En una sesión informativa el 15 de octubre de 1982, el entonces secretario de Prensa Larry Speakes y el reportero Lester Kinsolving bromearon abiertamente sobre lo que llamaron “la plaga gay”. Durante el curso de las siguientes cuatro décadas, esta supuesta “plaga gay” cobró más de 650 000 vidas sólo en Estados Unidos. Más recientemente, los expertos políticos conservadores han adoptado el lenguaje seudocientífico de la “disforia de género de inicio rápido” (ROGD, por sus siglas en inglés) para describir un nuevo “contagio social” que merodea los peligrosos baldíos de las redes sociales de nuestros hijos. Los afectos queer y trans siempre han estado al centro de estos pánicos morales: como bacterias en una placa de Petri que parecen decir “no te acerques demasiado, no querrás que se te pegue lo que tenemos”.
Al crecer no sólo queer, sino perceptiblemente queer, era consciente de las muchas maneras en las que mi afecto podía ser malinterpretado. Por supuesto, el afecto ya es un objeto que se cae de riesgoso: el consentimiento siempre es clave para asegurar que ambas partes están cómodas. Para mi yo joven y extravagante, se sentía como si me hubieran dejado caer en medio de un campo minado. Mi naturaleza afeminada hizo que las relaciones con los chicos de mi edad fueran frágiles, volubles y, a la larga, superficiales. Siempre les gustaba, pero sólo a la distancia: le pícare queer de Plano, Texas. Asumí la carga del cuidado, volcándome sobre un cuerpo como un monstruo impuesto. Me convertí en un patógeno indetectable y dejé de ser una amenaza para los demás.
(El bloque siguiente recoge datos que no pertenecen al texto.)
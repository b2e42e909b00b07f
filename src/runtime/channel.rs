//! Bidirectional request/response channel between the coordinator and one
//! worker, plus an in-process side channel.

use std::sync::atomic::{AtomicBool, Ordering};
use std::sync::Arc;
use std::time::Duration;

use crossbeam_channel::{unbounded, Receiver, RecvTimeoutError, Sender};
use parking_lot::Mutex;
use serde_json::Value;

use crate::core::transfer::TransferHandle;
use crate::core::PoolError;
use crate::runtime::counters::{SharedCounters, RESPONSE_COUNT_FIELD};
use crate::runtime::protocol::{RequestMessage, ResponseMessage, WorkerMessage};
use crate::runtime::worker::{SideChannel, SideChannelListener};

/// Request as delivered to the worker, with the buffers moved alongside it.
#[derive(Debug)]
pub struct WorkerRequest {
    /// The request.
    pub message: RequestMessage,
    /// Buffers detached from the sender's transfer list, in list order.
    pub transferred: Vec<Vec<u8>>,
}

/// Create a connected coordinator/worker port pair sharing one counter block.
#[must_use]
pub fn message_channel() -> (MessagePort, WorkerPort) {
    let (request_tx, request_rx) = unbounded();
    let (response_tx, response_rx) = unbounded();
    let counters = SharedCounters::new();
    let port = MessagePort {
        requests: Mutex::new(Some(request_tx)),
        responses: response_rx,
        counters: counters.clone(),
        referenced: AtomicBool::new(false),
    };
    let worker_port = WorkerPort {
        requests: request_rx,
        responses: response_tx,
        counters,
    };
    (port, worker_port)
}

/// Coordinator side of a worker channel.
#[derive(Debug)]
pub struct MessagePort {
    /// `None` once closed; dropping the sender ends the worker's receive loop.
    requests: Mutex<Option<Sender<WorkerRequest>>>,
    responses: Receiver<WorkerMessage>,
    counters: SharedCounters,
    referenced: AtomicBool,
}

impl MessagePort {
    /// Post a request, moving every buffer in `transfer_list` to the worker.
    ///
    /// # Errors
    ///
    /// Fails synchronously with [`PoolError::Dispatch`] when the port is
    /// closed, the worker is gone, or the transfer list names a detached
    /// buffer or the same buffer twice. Nothing is detached when validation
    /// fails.
    pub fn post_message(
        &self,
        message: RequestMessage,
        transfer_list: &[TransferHandle],
    ) -> Result<(), PoolError> {
        let requests = self.requests.lock();
        let Some(sender) = requests.as_ref() else {
            return Err(PoolError::Dispatch("port is closed".into()));
        };
        for (idx, handle) in transfer_list.iter().enumerate() {
            if handle.is_detached() {
                return Err(PoolError::Dispatch(
                    "transfer list contains a detached buffer".into(),
                ));
            }
            if transfer_list[..idx].iter().any(|prior| prior.same_buffer(handle)) {
                return Err(PoolError::Dispatch(
                    "transfer list contains the same buffer twice".into(),
                ));
            }
        }
        let transferred = transfer_list
            .iter()
            .filter_map(TransferHandle::detach)
            .collect();
        sender
            .send(WorkerRequest {
                message,
                transferred,
            })
            .map_err(|_| PoolError::Dispatch("worker channel disconnected".into()))
    }

    /// Non-blocking receive. Returns `None` when nothing is queued.
    #[must_use]
    pub fn try_receive(&self) -> Option<WorkerMessage> {
        self.responses.try_recv().ok()
    }

    /// Wait up to `timeout` for the next message.
    #[must_use]
    pub fn recv_timeout(&self, timeout: Duration) -> Option<WorkerMessage> {
        match self.responses.recv_timeout(timeout) {
            Ok(message) => Some(message),
            Err(RecvTimeoutError::Timeout | RecvTimeoutError::Disconnected) => None,
        }
    }

    /// Raw receiver, for selecting over several ports.
    #[must_use]
    pub const fn receiver(&self) -> &Receiver<WorkerMessage> {
        &self.responses
    }

    /// Counter block shared with the worker.
    #[must_use]
    pub const fn counters(&self) -> &SharedCounters {
        &self.counters
    }

    /// Close the request side. Idempotent.
    pub fn close(&self) {
        self.requests.lock().take();
    }

    /// Whether [`close`](Self::close) was called.
    #[must_use]
    pub fn is_closed(&self) -> bool {
        self.requests.lock().is_none()
    }

    /// Mark the port as keeping its owner alive.
    pub fn reference(&self) {
        self.referenced.store(true, Ordering::Release);
    }

    /// Clear the keep-alive mark.
    pub fn unreference(&self) {
        self.referenced.store(false, Ordering::Release);
    }

    /// Whether the port currently keeps its owner alive.
    #[must_use]
    pub fn is_referenced(&self) -> bool {
        self.referenced.load(Ordering::Acquire)
    }
}

/// Worker side of a worker channel.
#[derive(Debug)]
pub struct WorkerPort {
    requests: Receiver<WorkerRequest>,
    responses: Sender<WorkerMessage>,
    counters: SharedCounters,
}

impl WorkerPort {
    /// Block until a request arrives. `None` once the coordinator closed the
    /// port.
    #[must_use]
    pub fn recv(&self) -> Option<WorkerRequest> {
        self.requests.recv().ok()
    }

    /// Raw request receiver, for selecting alongside other channels.
    #[must_use]
    pub const fn requests(&self) -> &Receiver<WorkerRequest> {
        &self.requests
    }

    /// Announce readiness.
    ///
    /// # Errors
    ///
    /// Returns [`PoolError::PoolShutdown`] if the coordinator is gone.
    pub fn post_ready(&self) -> Result<(), PoolError> {
        self.responses
            .send(WorkerMessage::Ready)
            .map_err(|_| PoolError::PoolShutdown)
    }

    /// Post a response, then bump the response counter so a draining
    /// coordinator sees it.
    ///
    /// # Errors
    ///
    /// Returns [`PoolError::PoolShutdown`] if the coordinator is gone.
    pub fn post_response(&self, response: ResponseMessage) -> Result<(), PoolError> {
        self.responses
            .send(WorkerMessage::Response(response))
            .map_err(|_| PoolError::PoolShutdown)?;
        self.counters.add_and_notify(RESPONSE_COUNT_FIELD);
        Ok(())
    }

    /// Counter block shared with the coordinator.
    #[must_use]
    pub const fn counters(&self) -> &SharedCounters {
        &self.counters
    }
}

type ListenerList = Arc<Mutex<Vec<SideChannelListener>>>;

/// One end of an in-process side channel. Messages are delivered to the
/// peer's listeners on the posting thread.
#[derive(Clone)]
pub struct LocalSideChannel {
    own: ListenerList,
    peer: ListenerList,
}

impl LocalSideChannel {
    /// Create two connected ends.
    #[must_use]
    pub fn pair() -> (Self, Self) {
        let left: ListenerList = Arc::default();
        let right: ListenerList = Arc::default();
        (
            Self {
                own: Arc::clone(&left),
                peer: Arc::clone(&right),
            },
            Self {
                own: right,
                peer: left,
            },
        )
    }
}

impl SideChannel for LocalSideChannel {
    fn post_message(&self, message: Value) {
        for listener in self.peer.lock().iter() {
            listener(message.clone());
        }
    }

    fn on_message(&self, listener: SideChannelListener) {
        self.own.lock().push(listener);
    }
}

impl std::fmt::Debug for LocalSideChannel {
    fn fmt(&self, f: &mut std::fmt::Formatter<'_>) -> std::fmt::Result {
        f.debug_struct("LocalSideChannel")
            .field("listeners", &self.own.lock().len())
            .finish()
    }
}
Todo eso cambió eventualmente. No la sensación de contaminación, esa se quedó, como la rígida sustancia viscosa que cubre Networks de Fan. En su lugar encontré a las pocas personas que no les importaba quedarse durante mi cuarentena. Pudimos darnos entre nosotros el tipo de cuidado íntegro que merecíamos y necesitábamos. Fue sólo después que todos salimos del closet: lo queer que compartíamos podría explicar las atracciones iniciales, pero en algún momento olvidamos que habíamos sido “infectados” en primer lugar. Nos relajamos y llegamos al tipo de afecto que sólo el reconocimiento mutuo puede originar.Jes Fan ha plasmado este afecto contagioso en su arte: lo que nos aterroriza sale a la luz y respiramos el mismo aire. En esos breves momentos de acceso ininterrumpido, él no puede librarnos de nuestra inclinación a estremecernos, ni tampoco lo intenta. En cambio, podríamos comenzar a comprender nuestro escurridizo lugar en este mundo imposible lleno de cosas que viven y mueren.